Exercise details:
Sort through the listing below and keep each line with the word "FlowFilter". Copy those.
=== Information ===
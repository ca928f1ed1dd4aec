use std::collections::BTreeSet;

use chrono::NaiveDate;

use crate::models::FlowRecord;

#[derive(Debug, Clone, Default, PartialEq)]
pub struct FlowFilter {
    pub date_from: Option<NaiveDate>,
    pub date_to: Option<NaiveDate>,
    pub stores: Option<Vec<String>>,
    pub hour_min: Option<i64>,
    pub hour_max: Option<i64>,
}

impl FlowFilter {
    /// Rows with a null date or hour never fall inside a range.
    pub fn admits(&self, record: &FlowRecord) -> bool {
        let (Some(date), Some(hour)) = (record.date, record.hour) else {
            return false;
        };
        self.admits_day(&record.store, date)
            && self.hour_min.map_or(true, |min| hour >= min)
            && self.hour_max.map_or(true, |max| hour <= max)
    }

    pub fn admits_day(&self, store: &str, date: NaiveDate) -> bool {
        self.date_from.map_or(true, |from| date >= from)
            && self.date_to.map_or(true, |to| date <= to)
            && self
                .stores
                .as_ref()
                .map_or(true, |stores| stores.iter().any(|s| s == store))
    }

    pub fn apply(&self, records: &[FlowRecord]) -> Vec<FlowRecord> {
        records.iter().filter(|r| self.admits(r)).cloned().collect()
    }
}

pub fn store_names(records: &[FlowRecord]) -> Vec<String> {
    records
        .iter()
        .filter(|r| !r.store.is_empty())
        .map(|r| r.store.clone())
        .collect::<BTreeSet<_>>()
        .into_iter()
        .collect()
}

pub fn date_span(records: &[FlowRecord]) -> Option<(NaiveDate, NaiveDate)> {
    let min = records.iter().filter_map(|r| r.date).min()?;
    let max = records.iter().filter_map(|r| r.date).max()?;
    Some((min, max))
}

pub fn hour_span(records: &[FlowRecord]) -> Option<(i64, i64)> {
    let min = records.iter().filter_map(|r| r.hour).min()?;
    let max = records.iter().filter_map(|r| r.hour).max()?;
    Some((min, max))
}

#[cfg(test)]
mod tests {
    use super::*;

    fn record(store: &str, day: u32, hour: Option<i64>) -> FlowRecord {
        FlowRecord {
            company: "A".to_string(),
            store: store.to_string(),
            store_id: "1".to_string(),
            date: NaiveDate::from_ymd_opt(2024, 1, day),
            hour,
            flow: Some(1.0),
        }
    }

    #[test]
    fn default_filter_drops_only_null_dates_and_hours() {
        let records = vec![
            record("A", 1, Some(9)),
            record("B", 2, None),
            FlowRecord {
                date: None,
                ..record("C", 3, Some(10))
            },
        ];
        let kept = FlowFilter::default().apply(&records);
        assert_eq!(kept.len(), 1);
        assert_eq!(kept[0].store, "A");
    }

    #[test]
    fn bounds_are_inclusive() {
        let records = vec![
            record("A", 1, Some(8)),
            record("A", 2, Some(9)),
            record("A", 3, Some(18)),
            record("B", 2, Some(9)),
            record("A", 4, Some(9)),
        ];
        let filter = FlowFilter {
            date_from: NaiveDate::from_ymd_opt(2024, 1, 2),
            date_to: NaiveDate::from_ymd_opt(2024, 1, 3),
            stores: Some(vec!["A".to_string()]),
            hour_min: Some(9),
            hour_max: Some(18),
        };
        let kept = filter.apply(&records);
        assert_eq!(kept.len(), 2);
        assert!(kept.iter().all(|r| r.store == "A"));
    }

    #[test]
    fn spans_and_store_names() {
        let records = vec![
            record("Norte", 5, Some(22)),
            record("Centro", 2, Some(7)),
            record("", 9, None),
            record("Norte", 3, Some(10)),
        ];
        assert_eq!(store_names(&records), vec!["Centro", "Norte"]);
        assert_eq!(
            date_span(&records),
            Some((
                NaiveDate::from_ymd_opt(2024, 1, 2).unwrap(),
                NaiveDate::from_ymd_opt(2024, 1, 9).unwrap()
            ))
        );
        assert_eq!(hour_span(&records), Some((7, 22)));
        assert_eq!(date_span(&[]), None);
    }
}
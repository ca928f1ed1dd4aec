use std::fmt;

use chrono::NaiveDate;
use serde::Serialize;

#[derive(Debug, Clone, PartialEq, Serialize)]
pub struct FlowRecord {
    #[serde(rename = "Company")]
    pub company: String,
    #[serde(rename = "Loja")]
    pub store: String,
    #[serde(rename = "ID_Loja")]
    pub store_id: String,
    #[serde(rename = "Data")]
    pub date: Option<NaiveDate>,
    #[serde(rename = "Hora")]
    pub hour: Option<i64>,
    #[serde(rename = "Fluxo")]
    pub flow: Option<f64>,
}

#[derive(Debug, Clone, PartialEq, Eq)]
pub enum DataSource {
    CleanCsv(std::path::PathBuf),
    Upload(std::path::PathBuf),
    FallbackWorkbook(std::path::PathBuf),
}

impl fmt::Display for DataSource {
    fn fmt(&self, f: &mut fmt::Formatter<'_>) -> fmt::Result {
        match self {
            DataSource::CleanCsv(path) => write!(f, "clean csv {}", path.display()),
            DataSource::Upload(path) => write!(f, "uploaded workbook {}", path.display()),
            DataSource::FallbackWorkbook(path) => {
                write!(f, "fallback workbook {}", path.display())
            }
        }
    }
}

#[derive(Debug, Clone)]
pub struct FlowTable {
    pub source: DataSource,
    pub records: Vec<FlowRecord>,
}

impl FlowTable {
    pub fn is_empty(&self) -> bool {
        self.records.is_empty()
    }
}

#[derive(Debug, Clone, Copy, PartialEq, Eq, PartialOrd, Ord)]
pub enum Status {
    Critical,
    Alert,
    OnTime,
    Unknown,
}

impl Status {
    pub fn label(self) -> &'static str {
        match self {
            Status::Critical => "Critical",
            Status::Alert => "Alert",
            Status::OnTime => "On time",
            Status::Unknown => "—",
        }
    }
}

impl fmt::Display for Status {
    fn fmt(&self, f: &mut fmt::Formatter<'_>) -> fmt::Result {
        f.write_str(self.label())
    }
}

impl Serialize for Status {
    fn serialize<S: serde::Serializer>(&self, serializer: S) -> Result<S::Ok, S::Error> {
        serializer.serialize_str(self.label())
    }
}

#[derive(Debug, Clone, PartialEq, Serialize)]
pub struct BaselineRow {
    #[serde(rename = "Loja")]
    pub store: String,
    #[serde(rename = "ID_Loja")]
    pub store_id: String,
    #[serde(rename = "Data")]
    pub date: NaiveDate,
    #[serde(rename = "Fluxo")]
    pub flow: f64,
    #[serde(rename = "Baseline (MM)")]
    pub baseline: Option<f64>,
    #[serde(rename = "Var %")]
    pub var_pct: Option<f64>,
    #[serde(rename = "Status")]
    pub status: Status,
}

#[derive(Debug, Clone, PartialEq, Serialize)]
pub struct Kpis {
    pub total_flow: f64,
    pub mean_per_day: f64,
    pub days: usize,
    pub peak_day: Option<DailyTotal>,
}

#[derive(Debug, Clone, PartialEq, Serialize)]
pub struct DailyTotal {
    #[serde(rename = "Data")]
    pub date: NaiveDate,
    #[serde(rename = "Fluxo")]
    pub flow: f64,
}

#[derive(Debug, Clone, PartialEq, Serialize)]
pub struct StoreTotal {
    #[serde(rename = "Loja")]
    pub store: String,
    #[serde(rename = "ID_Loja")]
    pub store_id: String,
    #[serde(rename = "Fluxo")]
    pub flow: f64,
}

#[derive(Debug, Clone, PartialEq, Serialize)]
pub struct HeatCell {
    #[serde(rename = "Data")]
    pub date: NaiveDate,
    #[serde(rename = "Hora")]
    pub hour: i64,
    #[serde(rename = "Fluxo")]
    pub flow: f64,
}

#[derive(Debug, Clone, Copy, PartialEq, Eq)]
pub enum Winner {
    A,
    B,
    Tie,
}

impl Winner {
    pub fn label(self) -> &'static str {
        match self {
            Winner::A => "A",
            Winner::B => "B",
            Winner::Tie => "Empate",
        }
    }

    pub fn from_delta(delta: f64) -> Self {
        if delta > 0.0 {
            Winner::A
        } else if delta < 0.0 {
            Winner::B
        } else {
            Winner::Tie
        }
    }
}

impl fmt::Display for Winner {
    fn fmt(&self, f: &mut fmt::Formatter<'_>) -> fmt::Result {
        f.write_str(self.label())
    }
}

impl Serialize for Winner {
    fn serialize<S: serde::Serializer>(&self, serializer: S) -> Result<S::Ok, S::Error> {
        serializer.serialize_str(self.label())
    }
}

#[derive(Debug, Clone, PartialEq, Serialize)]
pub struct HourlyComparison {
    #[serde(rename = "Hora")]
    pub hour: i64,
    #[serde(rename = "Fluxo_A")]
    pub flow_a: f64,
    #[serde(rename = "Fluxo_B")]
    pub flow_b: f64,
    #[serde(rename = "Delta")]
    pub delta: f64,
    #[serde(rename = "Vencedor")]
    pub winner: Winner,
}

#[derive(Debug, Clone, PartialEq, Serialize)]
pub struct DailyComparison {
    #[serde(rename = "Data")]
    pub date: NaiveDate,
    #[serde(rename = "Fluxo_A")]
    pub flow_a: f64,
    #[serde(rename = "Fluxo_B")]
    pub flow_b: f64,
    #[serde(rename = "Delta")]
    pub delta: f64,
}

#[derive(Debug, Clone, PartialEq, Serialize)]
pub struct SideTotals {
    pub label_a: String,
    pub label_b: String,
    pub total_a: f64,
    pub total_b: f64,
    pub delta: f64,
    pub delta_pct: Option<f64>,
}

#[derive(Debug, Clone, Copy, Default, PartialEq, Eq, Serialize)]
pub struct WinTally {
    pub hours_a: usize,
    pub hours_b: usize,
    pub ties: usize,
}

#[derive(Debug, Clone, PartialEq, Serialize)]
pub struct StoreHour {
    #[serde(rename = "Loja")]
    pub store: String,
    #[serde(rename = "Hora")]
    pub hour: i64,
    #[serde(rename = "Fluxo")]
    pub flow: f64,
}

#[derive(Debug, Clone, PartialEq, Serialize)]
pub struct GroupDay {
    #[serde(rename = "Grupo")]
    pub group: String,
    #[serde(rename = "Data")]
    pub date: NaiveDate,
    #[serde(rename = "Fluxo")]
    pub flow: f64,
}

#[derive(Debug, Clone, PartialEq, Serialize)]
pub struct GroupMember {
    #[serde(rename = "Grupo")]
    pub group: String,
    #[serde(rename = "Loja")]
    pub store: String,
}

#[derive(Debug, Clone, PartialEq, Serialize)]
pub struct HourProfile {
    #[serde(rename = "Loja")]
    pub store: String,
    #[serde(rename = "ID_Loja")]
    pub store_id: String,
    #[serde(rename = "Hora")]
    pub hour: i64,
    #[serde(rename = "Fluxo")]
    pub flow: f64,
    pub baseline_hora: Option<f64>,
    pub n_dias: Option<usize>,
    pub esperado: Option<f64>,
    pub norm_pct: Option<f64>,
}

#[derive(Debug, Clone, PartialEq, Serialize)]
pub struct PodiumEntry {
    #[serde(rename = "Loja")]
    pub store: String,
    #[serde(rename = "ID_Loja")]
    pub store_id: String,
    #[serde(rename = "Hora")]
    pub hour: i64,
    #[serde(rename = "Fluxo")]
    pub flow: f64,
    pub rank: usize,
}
===
Response:
pub struct FlowFilter {
impl FlowFilter {
        let kept = FlowFilter::default().apply(&records);
        let filter = FlowFilter {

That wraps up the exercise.